Boeing Co. has decided not to appeal a ruling that it violated the National Labor Relations Act by prohibiting a mechanic at its North Charleston 787 campus from talking about unionizing during work time.
In an Oct. 26 decision, a federal administrative law judge ordered Boeing to physically post and electronically disseminate a notice that informs employees of their right to organize.
Boeing South Carolina disputed the judge’s findings last month but said last week that it will not contest them.
“We will fully comply with the order of the Administrative Law Judge,” Boeing spokeswoman Candy Eslinger wrote in an email.
The International Association of Machinists, Boeing’s biggest labor union with tens of thousands of members in Washington state, has been meeting with employees at the North Charleston for months.
The local Machinists representative said last month that “greater than 50” Boeing South Carolina workers had signed up and that an election could happen within a year.
A new joint venture between a pair of Atlanta firms went shopping near the Tanger Outlet Center in Norh Charleston and came away with a hotel.
Hotel Equities and IRE Capital have formed a company called Hotel Development Partners, or HDP, and last week they made their first acquisition together: the 102-room Fairfield Inn & Suites Charleston Airport.
The deal closed Tuesday, the companies said in statement. The sale price was not disclosed. The hotel is at 4841 Tanger Outlet Blvd., near Interstate 26.
“The economic upturn has provided great opportunity for the hospitality industry,” said Fred Cerrone, CEO of Hotel Equities, which develops and manages lodgings, including a Hampton Inn in the Hilton Head Island area.
The property was renovated in 2010 when the previous ownership group converted it to a Fairfield flag.
The seller was an affiliate of Columbia-based Gateway Hospitality. Sam Agee, Gateway’s CEO, said his company still owns and operates three local lodgings: two under the Sleep Inn brand and a Comfort Suites.
Starting today, Charleston International Airport will start flinging earth to make way for more flights.
Airport officials officially broke ground last month on its $4.3 million new rental car pavilion, but real work won’t start on that until the end of the year at the earliest.
The first work of any substance on the nearly $200 million makeover of the airport’s terminal and grounds will start today on expanding the airport apron or ramp.
The $18.2 million project is not included in the terminal redevelopment price because it’s being paid for with $14.4 million in federal airport improvement funds and $3.8 million from the $4.50 passenger facility charge the airport levies on all departing passengers.
The ramp expansion must be in place before Concourse B is extended with five new gates. It’s expected to take about a year.
In addition to the rental car pavilion and five new gates, the terminal overhaul includes a third baggage carousel, consolidated security checkpoints and a dome over the lobby.

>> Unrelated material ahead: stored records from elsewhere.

//! Ordered, single-kind collections of spec objects.
//!
//! A collection accepts entries in three shapes: a finished item, a bare
//! name, or a `(name, value)` pair. How a name or pair becomes an item is
//! decided per element kind by [`CollectionItem`]; kinds that only make
//! sense prebuilt reject the other shapes with `InvalidCapability`.

use std::ops::Index;

use serde::Serialize;
use serde_json::Value;

use crate::error::{DruidError, DruidResult};
use crate::spec::{Aggregator, Dimension, DimensionSpec, OrderBy, PostAggregator, Transform, VirtualColumn};
use crate::types::{Interval, OrderByDirection};

pub type AggregationCollection = Collection<Aggregator>;
pub type DimensionCollection = Collection<DimensionSpec>;
pub type IntervalCollection = Collection<Interval>;
pub type OrderByCollection = Collection<OrderBy>;
pub type PostAggregationCollection = Collection<PostAggregator>;
pub type TransformCollection = Collection<Transform>;
pub type VirtualColumnCollection = Collection<VirtualColumn>;

/// An element kind a collection can build from loose input.
pub trait CollectionItem: Sized {
    /// Name used in `InvalidCapability` errors.
    const KIND: &'static str;

    fn from_name(name: &str) -> DruidResult<Self> {
        Err(DruidError::InvalidCapability {
            collection: Self::KIND,
            given: format!("name {:?}", name),
        })
    }

    fn from_pair(key: &str, value: &str) -> DruidResult<Self> {
        Err(DruidError::InvalidCapability {
            collection: Self::KIND,
            given: format!("pair {:?} => {:?}", key, value),
        })
    }
}

/// One bulk-construction input.
#[derive(Debug, Clone, PartialEq)]
pub enum CollectionEntry<T> {
    Prebuilt(T),
    ByName(String),
    Pair(String, String),
}

impl<T> CollectionEntry<T> {
    pub fn item(item: T) -> Self {
        CollectionEntry::Prebuilt(item)
    }
}

impl<T> From<&str> for CollectionEntry<T> {
    fn from(name: &str) -> Self {
        CollectionEntry::ByName(name.to_string())
    }
}

impl<T> From<String> for CollectionEntry<T> {
    fn from(name: String) -> Self {
        CollectionEntry::ByName(name)
    }
}

impl<T> From<(&str, &str)> for CollectionEntry<T> {
    fn from((key, value): (&str, &str)) -> Self {
        CollectionEntry::Pair(key.to_string(), value.to_string())
    }
}

impl<T> From<(String, String)> for CollectionEntry<T> {
    fn from((key, value): (String, String)) -> Self {
        CollectionEntry::Pair(key, value)
    }
}

/// Ordered list of spec objects of one kind. Serializes as a JSON array.
#[derive(Debug, Clone, PartialEq, Serialize)]
#[serde(transparent)]
pub struct Collection<T> {
    items: Vec<T>,
}

impl<T> Default for Collection<T> {
    fn default() -> Self {
        Self { items: Vec::new() }
    }
}

impl<T> Collection<T> {
    pub fn new() -> Self {
        Self::default()
    }

    pub fn add(&mut self, item: impl Into<T>) -> &mut Self {
        self.items.push(item.into());
        self
    }

    /// By-value variant of [`Collection::add`] for chained construction.
    pub fn with(mut self, item: impl Into<T>) -> Self {
        self.items.push(item.into());
        self
    }

    pub fn get(&self, index: usize) -> Option<&T> {
        self.items.get(index)
    }

    pub fn len(&self) -> usize {
        self.items.len()
    }

    pub fn is_empty(&self) -> bool {
        self.items.is_empty()
    }

    pub fn iter(&self) -> std::slice::Iter<'_, T> {
        self.items.iter()
    }

    pub fn into_vec(self) -> Vec<T> {
        self.items
    }
}

impl<T: CollectionItem> Collection<T> {
    /// Build a collection from mixed entries, preserving their order.
    pub fn make<I, E>(entries: I) -> DruidResult<Self>
    where
        I: IntoIterator<Item = E>,
        E: Into<CollectionEntry<T>>,
    {
        let items = entries
            .into_iter()
            .map(|entry| match entry.into() {
                CollectionEntry::Prebuilt(item) => Ok(item),
                CollectionEntry::ByName(name) => T::from_name(&name),
                CollectionEntry::Pair(key, value) => T::from_pair(&key, &value),
            })
            .collect::<DruidResult<Vec<_>>>()?;
        Ok(Self { items })
    }

    /// Build a collection from raw JSON.
    ///
    /// An array is read positionally (each string is a name); an object is
    /// read as `name => value` pairs in key order.
    pub fn from_value(value: &Value) -> DruidResult<Self> {
        let entries: Vec<CollectionEntry<T>> = match value {
            Value::Array(values) => values
                .iter()
                .map(|v| match v {
                    Value::String(name) => Ok(CollectionEntry::ByName(name.clone())),
                    other => Err(Self::unsupported(other)),
                })
                .collect::<DruidResult<_>>()?,
            Value::Object(map) => map
                .iter()
                .map(|(key, v)| match v {
                    Value::String(value) => Ok(CollectionEntry::Pair(key.clone(), value.clone())),
                    other => Err(Self::unsupported(other)),
                })
                .collect::<DruidResult<_>>()?,
            other => return Err(Self::unsupported(other)),
        };
        Self::make(entries)
    }

    fn unsupported(value: &Value) -> DruidError {
        DruidError::InvalidCapability {
            collection: T::KIND,
            given: value.to_string(),
        }
    }
}

impl<T> FromIterator<T> for Collection<T> {
    fn from_iter<I: IntoIterator<Item = T>>(iter: I) -> Self {
        Self {
            items: iter.into_iter().collect(),
        }
    }
}

impl<T> IntoIterator for Collection<T> {
    type Item = T;
    type IntoIter = std::vec::IntoIter<T>;

    fn into_iter(self) -> Self::IntoIter {
        self.items.into_iter()
    }
}

impl<'a, T> IntoIterator for &'a Collection<T> {
    type Item = &'a T;
    type IntoIter = std::slice::Iter<'a, T>;

    fn into_iter(self) -> Self::IntoIter {
        self.items.iter()
    }
}

impl<T> Index<usize> for Collection<T> {
    type Output = T;

    fn index(&self, index: usize) -> &T {
        &self.items[index]
    }
}

impl<T> From<Vec<T>> for Collection<T> {
    fn from(items: Vec<T>) -> Self {
        Self { items }
    }
}

// =============================================================================
// Element kinds
// =============================================================================

impl CollectionItem for Interval {
    const KIND: &'static str = "interval";

    fn from_name(name: &str) -> DruidResult<Self> {
        Interval::parse(name)
    }

    fn from_pair(start: &str, stop: &str) -> DruidResult<Self> {
        Interval::new(start, stop)
    }
}

impl CollectionItem for DimensionSpec {
    const KIND: &'static str = "dimension";

    fn from_name(name: &str) -> DruidResult<Self> {
        Ok(Dimension::new(name).into())
    }

    fn from_pair(dimension: &str, output_name: &str) -> DruidResult<Self> {
        Ok(Dimension::new(dimension).with_output_name(output_name).into())
    }
}

impl CollectionItem for OrderBy {
    const KIND: &'static str = "order by";

    fn from_name(dimension: &str) -> DruidResult<Self> {
        Ok(OrderBy::ascending(dimension))
    }

    fn from_pair(dimension: &str, direction: &str) -> DruidResult<Self> {
        let direction: OrderByDirection = direction.parse()?;
        Ok(OrderBy::new(dimension, direction, Default::default()))
    }
}

impl CollectionItem for Transform {
    const KIND: &'static str = "transform";

    fn from_pair(name: &str, expression: &str) -> DruidResult<Self> {
        Ok(Transform::new(name, expression))
    }
}

impl CollectionItem for VirtualColumn {
    const KIND: &'static str = "virtual column";

    fn from_pair(name: &str, expression: &str) -> DruidResult<Self> {
        Ok(VirtualColumn::new(name, expression))
    }
}

impl CollectionItem for Aggregator {
    const KIND: &'static str = "aggregation";
}

impl CollectionItem for PostAggregator {
    const KIND: &'static str = "post aggregation";
}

Passenger traffic flow also will drastically change. After leaving ticket counters, passengers will turn down a new corridor behind the check-in stations and go to a central security checkpoint with multiple lines before proceeding to the airport’s two concourses.
The lobby will be divided by a glass wall, separating the secured and the unsecured areas. Arriving passengers will pass through a door in the glass wall before heading to baggage claim. Greeters will meet arriving passengers in the lobby.